Categorymanagement

Bonus AntiPatterns – How to set the wrong incentives

Entering my second decade in software development and moving up in various leadership roles, I’ve been exposed to many different incentive plans to help “boost morale and increase performance”.  In my experiences, people were trying to do the right thing and give people more of the carrots and less of the sticks. However, most times you wind up establishing the wrong incentives that could in fact backfire so greatly it changes the cultural fabric of your company. Below I outline what I’ve found to be anti-patterns in bonus structures for engineering teams and what a better approach could look like.

To make sure we level set on what I’m talking about…  This article is referring to any compensation package that may involve a bonus structure whereby meeting certain criteria you get additional money paid out to you.

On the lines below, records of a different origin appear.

//! Core模块 - 数据模型、表单校验与搜索过滤

pub mod error;
pub mod filter;
pub mod models;
pub mod validation;
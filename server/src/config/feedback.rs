/*
 * This file is part of meshreg.
 *
 * This program is free software: you can redistribute it and/or modify
 * it under the terms of the GNU Affero General Public License as published by
 * the Free Software Foundation, either version 3 of the License, or
 * (at your option) any later version.
 *
 * This program is distributed in the hope that it will be useful,
 * but WITHOUT ANY WARRANTY; without even the implied warranty of
 * MERCHANTABILITY or FITNESS FOR A PARTICULAR PURPOSE. See the
 * GNU Affero General Public License for more details.
 *
 * You should have received a copy of the GNU Affero General Public License
 * along with this program. If not, see <https://www.gnu.org/licenses/>.
 *
*/

//! Fatal vs advisory feedback collected while merging configuration
//! sources. An [`ErrorStack`] aborts startup; a [`WarningStack`] is
//! logged and merging proceeds regardless.

use crate::util::error::{Error, ErrorKind};
use core::fmt;
use core::ops;
use std::io::Error as IoError;

const TAB: &str = "    ";

#[derive(Debug, PartialEq)]
pub struct FeedbackStack {
    stack: Vec<String>,
    feedback_type: &'static str,
    feedback_source: &'static str,
}

impl FeedbackStack {
    fn new(feedback_source: &'static str, feedback_type: &'static str) -> Self {
        Self {
            stack: Vec::new(),
            feedback_type,
            feedback_source,
        }
    }
    pub fn source(&self) -> &'static str {
        self.feedback_source
    }
    pub fn push(&mut self, f: impl ToString) {
        self.stack.push(f.to_string())
    }
    pub fn is_empty(&self) -> bool {
        self.stack.is_empty()
    }
}

impl fmt::Display for FeedbackStack {
    fn fmt(&self, f: &mut fmt::Formatter<'_>) -> fmt::Result {
        if !self.is_empty() {
            write!(f, "{} {}:", self.feedback_source, self.feedback_type)?;
            for err in self.stack.iter() {
                write!(f, "\n{}- {}", TAB, err)?;
            }
        }
        Ok(())
    }
}

impl ops::Deref for FeedbackStack {
    type Target = Vec<String>;
    fn deref(&self) -> &Self::Target {
        &self.stack
    }
}
impl ops::DerefMut for FeedbackStack {
    fn deref_mut(&mut self) -> &mut Self::Target {
        &mut self.stack
    }
}

#[derive(Debug, PartialEq)]
pub struct ErrorStack {
    feedback: FeedbackStack,
}

impl ErrorStack {
    pub fn new(err_source: &'static str) -> Self {
        Self {
            feedback: FeedbackStack::new(err_source, "errors"),
        }
    }
}

impl fmt::Display for ErrorStack {
    fn fmt(&self, f: &mut fmt::Formatter<'_>) -> fmt::Result {
        write!(f, "{}", self.feedback)
    }
}

impl ops::Deref for ErrorStack {
    type Target = FeedbackStack;
    fn deref(&self) -> &Self::Target {
        &self.feedback
    }
}

impl ops::DerefMut for ErrorStack {
    fn deref_mut(&mut self) -> &mut Self::Target {
        &mut self.feedback
    }
}

#[derive(Debug, PartialEq)]
pub struct WarningStack {
    feedback: FeedbackStack,
}

impl WarningStack {
    pub fn new(warning_source: &'static str) -> Self {
        Self {
            feedback: FeedbackStack::new(warning_source, "warnings"),
        }
    }
    pub fn print_warnings(&self) {
        if !self.feedback.is_empty() {
            log::warn!("{}", self);
        }
    }
}

impl ops::Deref for WarningStack {
    type Target = FeedbackStack;
    fn deref(&self) -> &Self::Target {
        &self.feedback
    }
}

impl ops::DerefMut for WarningStack {
    fn deref_mut(&mut self) -> &mut Self::Target {
        &mut self.feedback
    }
}

impl fmt::Display for WarningStack {
    fn fmt(&self, f: &mut fmt::Formatter<'_>) -> fmt::Result {
        write!(f, "{}", self.feedback)
    }
}

#[derive(Debug)]
pub enum ConfigError {
    OSError(IoError),
    CfgError(ErrorStack),
    ConfigFileParseError(serde_yaml::Error),
    Conflict,
}

impl From<IoError> for ConfigError {
    fn from(e: IoError) -> Self {
        Self::OSError(e)
    }
}

impl From<serde_yaml::Error> for ConfigError {
    fn from(e: serde_yaml::Error) -> Self {
        Self::ConfigFileParseError(e)
    }
}

impl From<ErrorStack> for ConfigError {
    fn from(e: ErrorStack) -> Self {
        Self::CfgError(e)
    }
}

impl fmt::Display for ConfigError {
    fn fmt(&self, f: &mut fmt::Formatter<'_>) -> fmt::Result {
        match self {
            Self::ConfigFileParseError(e) => write!(f, "configuration file parse failed: {e}"),
            Self::OSError(e) => write!(f, "OS error: {e}"),
            Self::CfgError(e) => write!(f, "{e}"),
            Self::Conflict => write!(
                f,
                "conflict: provide either CLI args, environment variables or a config file, not more than one"
            ),
        }
    }
}

impl From<ConfigError> for Error {
    fn from(e: ConfigError) -> Self {
        Error::with_context(ErrorKind::CreateError, e)
    }
}

#[cfg(test)]
mod tests {
    use super::*;

    #[test]
    fn errorstack_fmt() {
        const EXPECTED: &str = "\
Environment errors:
    - Invalid value for `reconnect_interval`. Expected a positive integer\
";
        let mut estk = ErrorStack::new("Environment");
        estk.push("Invalid value for `reconnect_interval`. Expected a positive integer");
        assert_eq!(format!("{estk}"), EXPECTED);
    }

    #[test]
    fn warningstack_fmt() {
        const EXPECTED: &str = "\
Environment warnings:
    - unknown key `snapevery` ignored\
";
        let mut wstk = WarningStack::new("Environment");
        wstk.push("unknown key `snapevery` ignored");
        assert_eq!(format!("{wstk}"), EXPECTED);
    }
}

These are based on my experiences, feedback from teams I’ve run and my own personal beliefs on the subject. These are based on personal observations that any devised system will ultimately be gamed. This also applies more towards engineering teams since sales team goals are a different beast.

Anti-Pattern #1

“Your bonus is based on hitting goals you commit to”

This one is pretty common in “agile” type shops where you’re committing to hitting targets or OKRs (objectives and key results) every 2-4 weeks. While good, in theory, it goes against everything it means to be agile unless when a change in the landscape occurs your bonus targets for that period also change. For example: “I promised Project A but if I spend a couple days helping our sales person get around a bug, they could land a huge deal for the company. If I help our sales person I’ll get a pat on the back, but my team will miss our bonus. I’ll help sales later.”

Perceived Incentive: “Pad as much as possible to not have a chance of missing the date, commit to as little as possible and make your boss challenge everything you say, Avoid helping across teams”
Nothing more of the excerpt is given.